(Beginning of DATA PROVIDED)

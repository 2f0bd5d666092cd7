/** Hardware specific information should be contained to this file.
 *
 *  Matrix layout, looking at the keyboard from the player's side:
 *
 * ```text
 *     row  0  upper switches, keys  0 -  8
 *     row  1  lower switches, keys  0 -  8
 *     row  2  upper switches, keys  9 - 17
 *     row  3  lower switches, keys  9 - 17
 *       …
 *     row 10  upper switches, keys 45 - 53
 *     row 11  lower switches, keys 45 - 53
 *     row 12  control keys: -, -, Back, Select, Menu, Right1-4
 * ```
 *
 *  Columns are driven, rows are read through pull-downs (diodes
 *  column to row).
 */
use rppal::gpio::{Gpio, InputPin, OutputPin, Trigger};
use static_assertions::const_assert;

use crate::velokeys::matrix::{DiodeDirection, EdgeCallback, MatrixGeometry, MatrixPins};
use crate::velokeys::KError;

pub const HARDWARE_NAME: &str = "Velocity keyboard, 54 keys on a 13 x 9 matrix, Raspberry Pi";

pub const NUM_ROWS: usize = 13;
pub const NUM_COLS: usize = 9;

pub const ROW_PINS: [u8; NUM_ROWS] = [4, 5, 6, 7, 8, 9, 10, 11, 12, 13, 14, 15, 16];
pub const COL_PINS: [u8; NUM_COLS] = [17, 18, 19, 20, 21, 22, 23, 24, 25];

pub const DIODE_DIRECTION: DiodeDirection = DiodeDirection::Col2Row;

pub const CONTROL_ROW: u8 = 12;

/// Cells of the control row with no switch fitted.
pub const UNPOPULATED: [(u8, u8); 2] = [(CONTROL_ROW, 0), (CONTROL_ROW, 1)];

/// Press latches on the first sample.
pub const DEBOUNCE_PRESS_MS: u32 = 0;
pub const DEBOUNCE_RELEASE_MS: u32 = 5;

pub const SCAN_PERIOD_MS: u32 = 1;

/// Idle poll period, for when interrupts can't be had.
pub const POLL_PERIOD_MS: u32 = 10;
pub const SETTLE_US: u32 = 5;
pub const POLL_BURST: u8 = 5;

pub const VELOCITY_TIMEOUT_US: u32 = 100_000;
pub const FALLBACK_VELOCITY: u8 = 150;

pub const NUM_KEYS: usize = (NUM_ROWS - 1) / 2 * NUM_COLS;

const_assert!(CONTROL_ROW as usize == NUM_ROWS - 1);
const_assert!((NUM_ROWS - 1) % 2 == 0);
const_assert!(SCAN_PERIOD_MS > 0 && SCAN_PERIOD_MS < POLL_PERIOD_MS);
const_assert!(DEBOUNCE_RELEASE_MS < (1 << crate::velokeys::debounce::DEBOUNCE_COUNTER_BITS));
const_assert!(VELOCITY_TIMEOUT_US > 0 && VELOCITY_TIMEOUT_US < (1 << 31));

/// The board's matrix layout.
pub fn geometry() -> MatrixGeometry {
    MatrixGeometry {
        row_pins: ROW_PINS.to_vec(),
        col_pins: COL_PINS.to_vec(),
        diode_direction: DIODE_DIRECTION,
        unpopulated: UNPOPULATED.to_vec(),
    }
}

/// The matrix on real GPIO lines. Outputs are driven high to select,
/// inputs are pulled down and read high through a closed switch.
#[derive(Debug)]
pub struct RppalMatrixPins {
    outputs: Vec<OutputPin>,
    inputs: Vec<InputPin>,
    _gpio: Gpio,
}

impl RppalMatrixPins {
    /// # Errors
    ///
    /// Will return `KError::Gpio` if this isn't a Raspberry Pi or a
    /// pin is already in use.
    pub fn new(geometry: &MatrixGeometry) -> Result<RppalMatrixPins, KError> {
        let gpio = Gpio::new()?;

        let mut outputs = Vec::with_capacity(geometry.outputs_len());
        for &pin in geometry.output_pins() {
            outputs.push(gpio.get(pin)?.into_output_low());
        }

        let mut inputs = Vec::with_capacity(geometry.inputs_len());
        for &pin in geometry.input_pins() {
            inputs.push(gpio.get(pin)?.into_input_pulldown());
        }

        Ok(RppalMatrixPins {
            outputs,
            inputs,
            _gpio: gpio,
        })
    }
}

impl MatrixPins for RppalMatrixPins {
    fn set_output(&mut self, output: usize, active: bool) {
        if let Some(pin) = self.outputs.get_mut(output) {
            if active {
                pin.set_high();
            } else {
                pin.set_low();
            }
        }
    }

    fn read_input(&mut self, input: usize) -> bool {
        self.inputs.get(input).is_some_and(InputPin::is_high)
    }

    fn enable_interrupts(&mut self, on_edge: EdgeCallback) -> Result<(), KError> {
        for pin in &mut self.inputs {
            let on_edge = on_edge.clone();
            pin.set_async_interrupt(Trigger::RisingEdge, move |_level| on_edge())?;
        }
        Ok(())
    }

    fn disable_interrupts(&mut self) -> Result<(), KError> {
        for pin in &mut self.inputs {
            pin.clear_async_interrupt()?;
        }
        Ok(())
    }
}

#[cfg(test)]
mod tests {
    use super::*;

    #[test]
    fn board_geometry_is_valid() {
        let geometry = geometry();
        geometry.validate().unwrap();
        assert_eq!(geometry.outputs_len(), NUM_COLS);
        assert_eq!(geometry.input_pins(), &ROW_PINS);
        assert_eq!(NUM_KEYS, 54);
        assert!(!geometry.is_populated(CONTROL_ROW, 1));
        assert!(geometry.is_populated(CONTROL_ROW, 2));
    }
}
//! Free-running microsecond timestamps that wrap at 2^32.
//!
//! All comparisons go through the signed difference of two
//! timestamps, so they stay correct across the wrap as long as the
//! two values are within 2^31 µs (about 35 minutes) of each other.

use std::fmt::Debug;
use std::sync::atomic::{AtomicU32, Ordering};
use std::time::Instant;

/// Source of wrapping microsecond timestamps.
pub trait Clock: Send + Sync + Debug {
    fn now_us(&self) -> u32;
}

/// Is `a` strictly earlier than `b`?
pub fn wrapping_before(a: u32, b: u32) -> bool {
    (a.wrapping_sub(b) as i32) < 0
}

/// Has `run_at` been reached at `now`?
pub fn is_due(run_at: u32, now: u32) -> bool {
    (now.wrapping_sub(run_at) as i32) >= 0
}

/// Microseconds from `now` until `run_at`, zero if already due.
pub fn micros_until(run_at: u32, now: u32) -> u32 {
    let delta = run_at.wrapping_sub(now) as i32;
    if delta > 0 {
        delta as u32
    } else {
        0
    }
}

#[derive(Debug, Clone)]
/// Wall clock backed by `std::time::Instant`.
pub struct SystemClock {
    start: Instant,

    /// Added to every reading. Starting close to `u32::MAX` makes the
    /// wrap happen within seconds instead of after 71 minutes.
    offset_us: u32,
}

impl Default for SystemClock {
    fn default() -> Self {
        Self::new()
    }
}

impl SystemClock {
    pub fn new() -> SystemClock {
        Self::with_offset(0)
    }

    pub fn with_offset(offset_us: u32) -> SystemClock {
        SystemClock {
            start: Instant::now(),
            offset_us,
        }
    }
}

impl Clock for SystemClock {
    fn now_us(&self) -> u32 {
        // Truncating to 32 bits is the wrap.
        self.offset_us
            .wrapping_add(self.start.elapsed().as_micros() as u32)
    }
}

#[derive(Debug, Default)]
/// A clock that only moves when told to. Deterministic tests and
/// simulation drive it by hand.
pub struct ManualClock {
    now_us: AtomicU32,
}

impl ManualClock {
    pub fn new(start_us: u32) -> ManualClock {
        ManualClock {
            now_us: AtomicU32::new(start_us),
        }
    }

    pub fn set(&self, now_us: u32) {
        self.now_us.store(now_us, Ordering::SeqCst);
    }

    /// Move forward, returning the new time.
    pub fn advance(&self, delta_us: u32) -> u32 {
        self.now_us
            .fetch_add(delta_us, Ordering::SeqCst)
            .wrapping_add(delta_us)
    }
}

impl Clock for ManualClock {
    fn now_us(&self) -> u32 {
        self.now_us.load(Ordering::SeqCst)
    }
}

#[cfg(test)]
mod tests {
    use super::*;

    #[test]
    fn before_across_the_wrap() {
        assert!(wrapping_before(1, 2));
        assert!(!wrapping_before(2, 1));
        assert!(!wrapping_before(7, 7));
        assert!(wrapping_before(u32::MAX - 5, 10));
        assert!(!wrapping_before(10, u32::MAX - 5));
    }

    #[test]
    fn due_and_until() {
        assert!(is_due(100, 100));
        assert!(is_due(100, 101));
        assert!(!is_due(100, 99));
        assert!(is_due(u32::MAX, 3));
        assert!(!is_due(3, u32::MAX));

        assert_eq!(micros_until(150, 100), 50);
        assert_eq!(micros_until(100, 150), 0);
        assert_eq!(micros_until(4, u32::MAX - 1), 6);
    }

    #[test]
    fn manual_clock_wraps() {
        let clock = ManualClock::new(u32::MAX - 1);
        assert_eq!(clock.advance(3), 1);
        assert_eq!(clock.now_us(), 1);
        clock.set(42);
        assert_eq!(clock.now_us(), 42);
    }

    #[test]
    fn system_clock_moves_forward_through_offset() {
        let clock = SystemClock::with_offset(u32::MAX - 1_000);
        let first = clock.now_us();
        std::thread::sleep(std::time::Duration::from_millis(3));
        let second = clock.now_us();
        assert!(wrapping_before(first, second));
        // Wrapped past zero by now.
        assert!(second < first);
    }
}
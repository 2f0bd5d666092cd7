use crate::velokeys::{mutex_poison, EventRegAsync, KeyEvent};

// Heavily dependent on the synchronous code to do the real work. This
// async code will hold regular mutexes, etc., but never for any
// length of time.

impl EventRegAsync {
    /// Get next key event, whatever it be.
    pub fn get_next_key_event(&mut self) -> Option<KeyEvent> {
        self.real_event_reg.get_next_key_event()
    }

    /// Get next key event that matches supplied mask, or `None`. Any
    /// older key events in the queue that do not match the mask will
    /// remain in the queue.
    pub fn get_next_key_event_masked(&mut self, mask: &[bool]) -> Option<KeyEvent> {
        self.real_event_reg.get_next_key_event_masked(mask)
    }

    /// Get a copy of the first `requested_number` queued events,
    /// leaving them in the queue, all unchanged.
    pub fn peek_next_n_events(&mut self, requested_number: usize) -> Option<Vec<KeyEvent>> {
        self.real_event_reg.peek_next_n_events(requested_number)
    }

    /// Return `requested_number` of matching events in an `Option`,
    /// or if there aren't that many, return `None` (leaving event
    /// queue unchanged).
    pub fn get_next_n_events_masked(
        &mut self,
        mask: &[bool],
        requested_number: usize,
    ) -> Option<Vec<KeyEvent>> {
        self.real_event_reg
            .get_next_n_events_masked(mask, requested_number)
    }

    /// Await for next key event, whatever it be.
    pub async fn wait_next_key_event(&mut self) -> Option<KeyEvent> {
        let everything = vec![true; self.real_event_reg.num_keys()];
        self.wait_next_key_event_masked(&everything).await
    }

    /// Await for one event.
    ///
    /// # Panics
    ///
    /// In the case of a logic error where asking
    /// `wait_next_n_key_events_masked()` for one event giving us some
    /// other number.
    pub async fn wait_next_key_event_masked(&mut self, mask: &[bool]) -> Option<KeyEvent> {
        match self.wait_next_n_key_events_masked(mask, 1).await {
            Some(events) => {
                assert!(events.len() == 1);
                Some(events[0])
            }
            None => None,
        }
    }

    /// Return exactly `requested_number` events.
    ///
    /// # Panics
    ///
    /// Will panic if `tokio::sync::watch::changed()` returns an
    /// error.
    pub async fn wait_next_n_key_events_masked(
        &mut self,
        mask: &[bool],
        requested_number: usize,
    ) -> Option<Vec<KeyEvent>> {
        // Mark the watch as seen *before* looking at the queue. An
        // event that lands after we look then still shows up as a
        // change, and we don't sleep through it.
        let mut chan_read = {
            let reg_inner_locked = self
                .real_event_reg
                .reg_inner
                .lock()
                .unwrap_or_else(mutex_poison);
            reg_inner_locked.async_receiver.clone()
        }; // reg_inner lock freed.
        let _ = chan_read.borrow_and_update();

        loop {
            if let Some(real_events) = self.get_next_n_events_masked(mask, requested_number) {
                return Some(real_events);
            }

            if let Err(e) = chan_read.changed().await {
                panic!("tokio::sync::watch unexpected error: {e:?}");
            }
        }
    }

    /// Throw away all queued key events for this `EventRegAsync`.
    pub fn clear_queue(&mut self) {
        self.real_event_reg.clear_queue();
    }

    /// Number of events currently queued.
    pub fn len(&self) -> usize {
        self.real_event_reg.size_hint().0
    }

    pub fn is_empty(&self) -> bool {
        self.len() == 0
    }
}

(End of DATA PROVIDED)

__TASK OBJECTIVE__
The lines holding the string "advance" in the listing above are what you should copy out.

__RESPONSE BOX__
    pub fn advance(&self, delta_us: u32) -> u32 {
        assert_eq!(clock.advance(3), 1);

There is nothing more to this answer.